# WHAT TO PRODUCE
Look over the listing below and work out how many lines have the word "rusqlite". Write only that number.

** Opening LISTED ENTRIES block **

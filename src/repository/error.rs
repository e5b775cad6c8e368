// ==========================================
// 固件发布记录系统 - 仓储层错误类型
// ==========================================
// 工具: thiserror 派生宏
// 红线: 存储层错误基本原样上抛,仅做分类
// ==========================================

use thiserror::Error;

/// 仓储层错误类型
#[derive(Error, Debug)]
pub enum RepositoryError {
    // ===== 数据库错误 =====
    #[error("记录未找到: {entity} with id={id}")]
    NotFound { entity: String, id: String },

    #[error("数据库锁获取失败: {0}")]
    LockError(String),

    #[error("数据库查询失败: {0}")]
    DatabaseQueryError(String),

    #[error("唯一约束违反: {0}")]
    UniqueConstraintViolation(String),

    #[error("外键约束违反: {0}")]
    ForeignKeyViolation(String),
}

impl RepositoryError {
    pub fn not_found(entity: &str, id: impl ToString) -> Self {
        RepositoryError::NotFound {
            entity: entity.to_string(),
            id: id.to_string(),
        }
    }

    /// 是否为约束类错误 (唯一/外键)
    pub fn is_constraint_violation(&self) -> bool {
        matches!(
            self,
            RepositoryError::UniqueConstraintViolation(_) | RepositoryError::ForeignKeyViolation(_)
        )
    }
}

// 实现 From<rusqlite::Error>
impl From<rusqlite::Error> for RepositoryError {
    fn from(err: rusqlite::Error) -> Self {
        match err {
            rusqlite::Error::SqliteFailure(_, Some(msg)) => {
                if msg.contains("UNIQUE") {
                    RepositoryError::UniqueConstraintViolation(msg)
                } else if msg.contains("FOREIGN KEY") {
                    RepositoryError::ForeignKeyViolation(msg)
                } else {
                    RepositoryError::DatabaseQueryError(msg)
                }
            }
            rusqlite::Error::QueryReturnedNoRows => RepositoryError::NotFound {
                entity: "Unknown".to_string(),
                id: "Unknown".to_string(),
            },
            _ => RepositoryError::DatabaseQueryError(err.to_string()),
        }
    }
}

/// Result 类型别名
pub type RepositoryResult<T> = Result<T, RepositoryError>;
// ==========================================
// 日志系统初始化
// ==========================================
// 使用 tracing 和 tracing-subscriber
// 支持环境变量配置日志级别
// ==========================================

use tracing_subscriber::{fmt, EnvFilter};

fn env_filter() -> EnvFilter {
    // 从环境变量读取日志级别，默认为 info
    EnvFilter::try_from_default_env().unwrap_or_else(|_| EnvFilter::new("info"))
}

/// 初始化日志系统
///
/// # 环境变量
/// - RUST_LOG: 日志级别过滤器（默认: info）
///   例如: RUST_LOG=debug 或 RUST_LOG=firmware_changelog=trace
///
/// # 示例
/// ```no_run
/// use firmware_changelog::logging;
/// logging::init();
/// ```
pub fn init() {
    fmt()
        .with_env_filter(env_filter())
        .with_target(true)
        .with_thread_ids(false)
        .with_line_number(true)
        .init();
}

/// 初始化结构化 (JSON) 日志
pub fn init_json() {
    fmt()
        .json()
        .with_env_filter(env_filter())
        .with_target(true)
        .with_current_span(false)
        .init();
}

/// 初始化测试环境的日志系统
///
/// 使用更详细的日志级别，便于调试
pub fn init_test() {
    let _ = fmt()
        .with_env_filter(EnvFilter::new("debug"))
        .with_test_writer()
        .try_init();
}
// ==========================================
// 固件发布记录系统 - 应用配置
// ==========================================
// 来源: 进程环境变量 (进程环境为唯一来源)
// 职责: 读取、解析、回落默认值
// ==========================================

use std::time::Duration;
use thiserror::Error;

// ==========================================
// 配置键常量
// ==========================================
pub mod config_keys {
    pub const DATABASE_URL: &str = "DATABASE_URL";
    pub const PORT: &str = "PORT";
    pub const JWT_SECRET: &str = "JWT_SECRET";
    pub const ACCESS_TOKEN_TTL: &str = "ACCESS_TOKEN_TTL";
    pub const TOKEN_LEEWAY_SECS: &str = "TOKEN_LEEWAY_SECS";

    pub const ADMIN_EMAIL: &str = "ADMIN_EMAIL";
    pub const ADMIN_PASSWORD: &str = "ADMIN_PASSWORD";
    pub const ADMIN_NAME: &str = "ADMIN_NAME";

    pub const FILE_SERVER_URL: &str = "FILE_SERVER_URL";
    pub const FILE_SERVER_USER: &str = "FILE_SERVER_USER";
    pub const FILE_SERVER_PASSWORD: &str = "FILE_SERVER_PASSWORD";
    pub const FILE_SERVER_TIMEOUT_SECS: &str = "FILE_SERVER_TIMEOUT_SECS";
}

pub const DEFAULT_PORT: u16 = 8080;
pub const DEFAULT_ACCESS_TOKEN_TTL: Duration = Duration::from_secs(2 * 60 * 60);
pub const DEFAULT_TOKEN_LEEWAY_SECS: u64 = 5;
pub const DEFAULT_ADMIN_NAME: &str = "Admin";
pub const DEFAULT_FILE_SERVER_TIMEOUT_SECS: u64 = 30;

/// 配置错误
#[derive(Error, Debug, PartialEq, Eq)]
pub enum ConfigError {
    #[error("缺少必需的环境变量: {0}")]
    Missing(&'static str),

    #[error("环境变量取值无效 ({key}={value}): {reason}")]
    Invalid {
        key: &'static str,
        value: String,
        reason: String,
    },
}

/// 初始管理员
#[derive(Debug, Clone, PartialEq, Eq)]
pub struct AdminSeed {
    pub email: String,
    pub password: String,
    pub name: String,
}

/// 外部文件服务器 (固件二进制存放处)
#[derive(Debug, Clone, PartialEq, Eq)]
pub struct FileServerConfig {
    pub base_url: String,
    pub user: Option<String>,
    pub password: Option<String>,
    pub timeout: Duration,
}

// ==========================================
// AppConfig - 应用配置
// ==========================================
#[derive(Clone, PartialEq, Eq)]
pub struct AppConfig {
    pub database_url: String,
    pub port: u16,
    pub jwt_secret: String,
    pub access_token_ttl: Duration,
    pub token_leeway_secs: u64,
    pub admin_seed: Option<AdminSeed>,
    pub file_server: Option<FileServerConfig>,
}

// 密钥/口令不进日志
impl std::fmt::Debug for AppConfig {
    fn fmt(&self, f: &mut std::fmt::Formatter<'_>) -> std::fmt::Result {
        f.debug_struct("AppConfig")
            .field("database_url", &self.database_url)
            .field("port", &self.port)
            .field("jwt_secret", &"***")
            .field("access_token_ttl", &self.access_token_ttl)
            .field("token_leeway_secs", &self.token_leeway_secs)
            .field("admin_seed", &self.admin_seed.as_ref().map(|a| &a.email))
            .field(
                "file_server",
                &self.file_server.as_ref().map(|fs| &fs.base_url),
            )
            .finish()
    }
}

impl AppConfig {
    /// 从进程环境变量加载
    pub fn from_env() -> Result<Self, ConfigError> {
        Self::from_lookup(|key| std::env::var(key).ok())
    }

    /// 从任意键值来源加载
    ///
    /// 空字符串 (含纯空白) 视为未设置
    pub fn from_lookup<F>(lookup: F) -> Result<Self, ConfigError>
    where
        F: Fn(&str) -> Option<String>,
    {
        use config_keys::*;

        let get = |key: &str| {
            lookup(key)
                .map(|v| v.trim().to_string())
                .filter(|v| !v.is_empty())
        };

        let database_url = get(DATABASE_URL).ok_or(ConfigError::Missing(DATABASE_URL))?;
        let jwt_secret = get(JWT_SECRET).ok_or(ConfigError::Missing(JWT_SECRET))?;

        let port = match get(PORT) {
            Some(raw) => raw.parse::<u16>().map_err(|e| ConfigError::Invalid {
                key: PORT,
                value: raw.clone(),
                reason: e.to_string(),
            })?,
            None => DEFAULT_PORT,
        };

        let access_token_ttl = match get(ACCESS_TOKEN_TTL) {
            Some(raw) => parse_duration(&raw).unwrap_or_else(|| {
                tracing::warn!(
                    "{} 取值无法解析: '{}', 使用默认值 {:?}",
                    ACCESS_TOKEN_TTL,
                    raw,
                    DEFAULT_ACCESS_TOKEN_TTL
                );
                DEFAULT_ACCESS_TOKEN_TTL
            }),
            None => DEFAULT_ACCESS_TOKEN_TTL,
        };

        let token_leeway_secs = match get(TOKEN_LEEWAY_SECS) {
            Some(raw) => raw.parse::<u64>().unwrap_or_else(|_| {
                tracing::warn!(
                    "{} 取值无法解析: '{}', 使用默认值 {}",
                    TOKEN_LEEWAY_SECS,
                    raw,
                    DEFAULT_TOKEN_LEEWAY_SECS
                );
                DEFAULT_TOKEN_LEEWAY_SECS
            }),
            None => DEFAULT_TOKEN_LEEWAY_SECS,
        };

        // 邮箱和口令都提供时才做管理员初始化
        let admin_seed = match (get(ADMIN_EMAIL), get(ADMIN_PASSWORD)) {
            (Some(email), Some(password)) => Some(AdminSeed {
                email,
                password,
                name: get(ADMIN_NAME).unwrap_or_else(|| DEFAULT_ADMIN_NAME.to_string()),
            }),
            _ => None,
        };

        let file_server = get(FILE_SERVER_URL).map(|base_url| FileServerConfig {
            base_url,
            user: get(FILE_SERVER_USER),
            password: get(FILE_SERVER_PASSWORD),
            timeout: Duration::from_secs(
                get(FILE_SERVER_TIMEOUT_SECS)
                    .and_then(|raw| raw.parse::<u64>().ok())
                    .unwrap_or(DEFAULT_FILE_SERVER_TIMEOUT_SECS),
            ),
        });

        Ok(Self {
            database_url,
            port,
            jwt_secret,
            access_token_ttl,
            token_leeway_secs,
            admin_seed,
            file_server,
        })
    }

    /// 令牌有效期 (chrono 形式,供签发使用)
    pub fn token_ttl(&self) -> chrono::Duration {
        chrono::Duration::from_std(self.access_token_ttl)
            .unwrap_or_else(|_| chrono::Duration::hours(2))
    }
}

/// 解析时长: 支持 `h` / `m` / `s` 单位组合 (如 `2h`, `90m`, `1h30m`, `3600s`)
///
/// 纯数字按秒处理; 结果为 0 或格式错误时返回 None
pub fn parse_duration(raw: &str) -> Option<Duration> {
    let raw = raw.trim();
    if raw.is_empty() {
        return None;
    }
    if let Ok(secs) = raw.parse::<u64>() {
        return (secs > 0).then(|| Duration::from_secs(secs));
    }

    let mut total: u64 = 0;
    let mut digits = String::new();
    for ch in raw.chars() {
        if ch.is_ascii_digit() {
            digits.push(ch);
            continue;
        }
        let unit = match ch {
            'h' => 3600,
            'm' => 60,
            's' => 1,
            _ => return None,
        };
        if digits.is_empty() {
            return None;
        }
        let n: u64 = digits.parse().ok()?;
        total = total.checked_add(n.checked_mul(unit)?)?;
        digits.clear();
    }
    if !digits.is_empty() || total == 0 {
        return None;
    }
    Some(Duration::from_secs(total))
}
use chrono::{DateTime, NaiveDate, NaiveDateTime};
use serde::{Deserialize, Serialize};

use crate::app::state::AppState;
use crate::auth::gate::{require_role, RequestContext, ADMINS, EDITORS};
use crate::db::DATE_FORMAT;
use crate::domain::release::{
    ChangelogEntry, EntryInput, FirmwareLink, LinkInput, ModuleInput, NewRelease, Release,
    ReleaseFields, ReleaseFilter, ReleaseModule,
};
use crate::domain::types::{EntryClassification, FirmwareStatus};
use crate::domain::user::UserSummary;
use crate::service::error::{ServiceError, ServiceResult};

use super::common::{map_service_error, non_blank, CommandResult, Reply};

// ==========================================
// 请求 DTO
// ==========================================

#[derive(Debug, Clone, Default, PartialEq, Eq, Serialize, Deserialize)]
pub struct ModuleDto {
    #[serde(default)]
    pub module: String,
    #[serde(default)]
    pub version: String,
    #[serde(default)]
    pub updated: bool,
}

#[derive(Debug, Clone, Default, PartialEq, Eq, Serialize, Deserialize)]
#[serde(rename_all = "camelCase")]
pub struct EntryDto {
    #[serde(default)]
    pub item_order: i32,
    /// 原始字符串,转换时校验
    #[serde(default)]
    pub classification: String,
    #[serde(default)]
    pub observation: String,
}

#[derive(Debug, Clone, Default, PartialEq, Eq, Serialize, Deserialize)]
pub struct LinkDto {
    #[serde(default)]
    pub module: String,
    #[serde(default)]
    pub description: String,
    #[serde(default)]
    pub url: String,
}

/// 创建/更新发布的载荷
///
/// 任何 id 字段都不会被读取,更新目标只由路径参数决定
#[derive(Debug, Clone, Default, PartialEq, Eq, Serialize, Deserialize)]
#[serde(rename_all = "camelCase")]
pub struct CreateReleaseRequest {
    #[serde(default)]
    pub version: String,
    #[serde(default)]
    pub previous_version: String,
    #[serde(default)]
    pub ota: bool,
    #[serde(default)]
    pub ota_obs: Option<String>,
    /// `YYYY-MM-DD` 或 RFC 3339 时间戳 (取日期部分)
    #[serde(default)]
    pub release_date: String,
    #[serde(default)]
    pub important_note: Option<String>,
    /// 空串回落为 producao
    #[serde(default)]
    pub status: String,
    #[serde(default)]
    pub product_category: String,
    #[serde(default)]
    pub product_name: String,
    #[serde(default)]
    pub modules: Vec<ModuleDto>,
    #[serde(default)]
    pub entries: Vec<EntryDto>,
    #[serde(default)]
    pub links: Vec<LinkDto>,
}

/// 载荷解析后的各部分
struct ReleaseParts {
    fields: ReleaseFields,
    modules: Vec<ModuleInput>,
    entries: Vec<EntryInput>,
    links: Vec<LinkInput>,
}

impl CreateReleaseRequest {
    fn into_parts(self) -> ServiceResult<ReleaseParts> {
        let status = FirmwareStatus::parse_or_default(&self.status)?;
        let release_date = parse_release_date(&self.release_date)?;

        let entries = self
            .entries
            .into_iter()
            .map(|e| -> ServiceResult<EntryInput> {
                Ok(EntryInput {
                    item_order: e.item_order,
                    classification: e.classification.parse::<EntryClassification>()?,
                    observation: e.observation,
                })
            })
            .collect::<ServiceResult<Vec<EntryInput>>>()?;

        let modules = self
            .modules
            .into_iter()
            .map(|m| ModuleInput {
                module: m.module,
                version: m.version,
                updated: m.updated,
            })
            .collect();

        let links = self
            .links
            .into_iter()
            .map(|l| LinkInput {
                module: l.module,
                description: l.description,
                url: l.url,
            })
            .collect();

        Ok(ReleaseParts {
            fields: ReleaseFields {
                version: self.version,
                previous_version: self.previous_version,
                ota: self.ota,
                ota_obs: non_blank(self.ota_obs),
                release_date,
                important_note: non_blank(self.important_note),
                status,
                product_category: self.product_category,
                product_name: self.product_name,
            },
            modules,
            entries,
            links,
        })
    }
}

fn parse_release_date(raw: &str) -> ServiceResult<NaiveDate> {
    let raw = raw.trim();
    if raw.is_empty() {
        return Err(ServiceError::validation("releaseDate 不能为空"));
    }
    if let Ok(date) = NaiveDate::parse_from_str(raw, DATE_FORMAT) {
        return Ok(date);
    }
    DateTime::parse_from_rfc3339(raw)
        .map(|dt| dt.date_naive())
        .map_err(|_| {
            ServiceError::validation(format!(
                "releaseDate 格式错误 (应为 YYYY-MM-DD 或 RFC 3339): {}",
                raw
            ))
        })
}

/// 列表查询参数 (原始字符串)
#[derive(Debug, Clone, Default, PartialEq, Eq, Serialize, Deserialize)]
pub struct ListQuery {
    pub q: Option<String>,
    pub version: Option<String>,
    pub date_from: Option<String>,
    pub date_to: Option<String>,
}

impl ListQuery {
    /// 转换为过滤条件; 格式错误的日期当作未提供
    pub fn to_filter(&self) -> ReleaseFilter {
        let date = |raw: &Option<String>| {
            raw.as_deref()
                .map(str::trim)
                .and_then(|s| NaiveDate::parse_from_str(s, DATE_FORMAT).ok())
        };

        ReleaseFilter {
            q: non_blank(self.q.clone()),
            version: non_blank(self.version.clone()),
            date_from: date(&self.date_from),
            date_to: date(&self.date_to),
        }
    }
}

// ==========================================
// 响应 DTO
// ==========================================

#[derive(Debug, Clone, PartialEq, Eq, Serialize, Deserialize)]
pub struct ReleaseModulePublic {
    pub id: i64,
    pub module: String,
    pub version: String,
    pub updated: bool,
}

#[derive(Debug, Clone, PartialEq, Eq, Serialize, Deserialize)]
#[serde(rename_all = "camelCase")]
pub struct ChangelogEntryPublic {
    pub id: i64,
    pub item_order: i32,
    pub classification: EntryClassification,
    pub observation: String,
}

#[derive(Debug, Clone, PartialEq, Eq, Serialize, Deserialize)]
pub struct FirmwareLinkPublic {
    pub id: i64,
    pub module: String,
    pub description: String,
    pub url: String,
}

#[derive(Debug, Clone, PartialEq, Eq, Serialize, Deserialize)]
#[serde(rename_all = "camelCase")]
pub struct ReleaseResponse {
    pub id: i64,
    pub version: String,
    pub previous_version: String,
    pub ota: bool,
    #[serde(skip_serializing_if = "Option::is_none")]
    pub ota_obs: Option<String>,
    pub release_date: NaiveDate,
    #[serde(skip_serializing_if = "Option::is_none")]
    pub important_note: Option<String>,
    pub product_category: String,
    pub product_name: String,
    pub status: FirmwareStatus,
    #[serde(skip_serializing_if = "Option::is_none")]
    pub created_by: Option<UserSummary>,
    pub modules: Vec<ReleaseModulePublic>,
    pub entries: Vec<ChangelogEntryPublic>,
    pub links: Vec<FirmwareLinkPublic>,
    pub created_at: NaiveDateTime,
    pub updated_at: NaiveDateTime,
}

impl From<ReleaseModule> for ReleaseModulePublic {
    fn from(m: ReleaseModule) -> Self {
        Self {
            id: m.id,
            module: m.module,
            version: m.version,
            updated: m.updated,
        }
    }
}

impl From<ChangelogEntry> for ChangelogEntryPublic {
    fn from(e: ChangelogEntry) -> Self {
        Self {
            id: e.id,
            item_order: e.item_order,
            classification: e.classification,
            observation: e.observation,
        }
    }
}

impl From<FirmwareLink> for FirmwareLinkPublic {
    fn from(l: FirmwareLink) -> Self {
        Self {
            id: l.id,
            module: l.module,
            description: l.description,
            url: l.url,
        }
    }
}

impl From<Release> for ReleaseResponse {
    fn from(r: Release) -> Self {
        Self {
            id: r.id,
            version: r.version,
            previous_version: r.previous_version,
            ota: r.ota,
            ota_obs: r.ota_obs,
            release_date: r.release_date,
            important_note: r.important_note,
            product_category: r.product_category,
            product_name: r.product_name,
            status: r.status,
            created_by: r.created_by,
            modules: r.modules.into_iter().map(Into::into).collect(),
            entries: r.entries.into_iter().map(Into::into).collect(),
            links: r.links.into_iter().map(Into::into).collect(),
            created_at: r.created_at,
            updated_at: r.updated_at,
        }
    }
}

// ==========================================
// 发布相关命令
// ==========================================

/// 查询发布列表 (公开)
pub fn list_releases(state: &AppState, query: &ListQuery) -> CommandResult<Vec<ReleaseResponse>> {
    let releases = state
        .release_service
        .list(&query.to_filter())
        .map_err(map_service_error)?;

    Ok(Reply::ok(releases.into_iter().map(Into::into).collect()))
}

/// 查询单个发布 (公开)
pub fn get_release(state: &AppState, id: i64) -> CommandResult<ReleaseResponse> {
    let release = state.release_service.get(id).map_err(map_service_error)?;
    Ok(Reply::ok(release.into()))
}

/// 创建发布 (admin / editor)
///
/// 创建人取自令牌身份,忽略载荷
pub fn create_release(
    state: &AppState,
    ctx: &RequestContext,
    request: CreateReleaseRequest,
) -> CommandResult<ReleaseResponse> {
    let identity = state.auth_gate.identify(ctx).map_err(map_service_error)?;
    require_role(&identity, EDITORS).map_err(map_service_error)?;

    let parts = request.into_parts().map_err(map_service_error)?;
    let new_release = NewRelease {
        version: parts.fields.version,
        previous_version: parts.fields.previous_version,
        ota: parts.fields.ota,
        ota_obs: parts.fields.ota_obs,
        release_date: parts.fields.release_date,
        important_note: parts.fields.important_note,
        status: parts.fields.status,
        product_category: parts.fields.product_category,
        product_name: parts.fields.product_name,
        created_by_user_id: identity.user_id,
        modules: parts.modules,
        entries: parts.entries,
        links: parts.links,
    };

    let release = state
        .release_service
        .create(new_release)
        .map_err(map_service_error)?;
    Ok(Reply::created(release.into()))
}

/// 整体更新发布 (admin / editor)
pub fn update_release(
    state: &AppState,
    ctx: &RequestContext,
    id: i64,
    request: CreateReleaseRequest,
) -> CommandResult<ReleaseResponse> {
    let identity = state.auth_gate.identify(ctx).map_err(map_service_error)?;
    require_role(&identity, EDITORS).map_err(map_service_error)?;

    let parts = request.into_parts().map_err(map_service_error)?;
    let release = state
        .release_service
        .update_full(id, parts.fields, &parts.modules, &parts.entries, &parts.links)
        .map_err(map_service_error)?;

    tracing::info!("发布更新: id={}, by_user={}", id, identity.user_id);
    Ok(Reply::ok(release.into()))
}

/// 删除发布 (仅 admin)
pub fn delete_release(state: &AppState, ctx: &RequestContext, id: i64) -> CommandResult<()> {
    let identity = state.auth_gate.identify(ctx).map_err(map_service_error)?;
    require_role(&identity, ADMINS).map_err(map_service_error)?;

    state.release_service.delete(id).map_err(map_service_error)?;

    tracing::info!("发布删除: id={}, by_user={}", id, identity.user_id);
    Ok(Reply::no_content())
}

** Closing LISTED ENTRIES block **

# RESPONSE AREA
5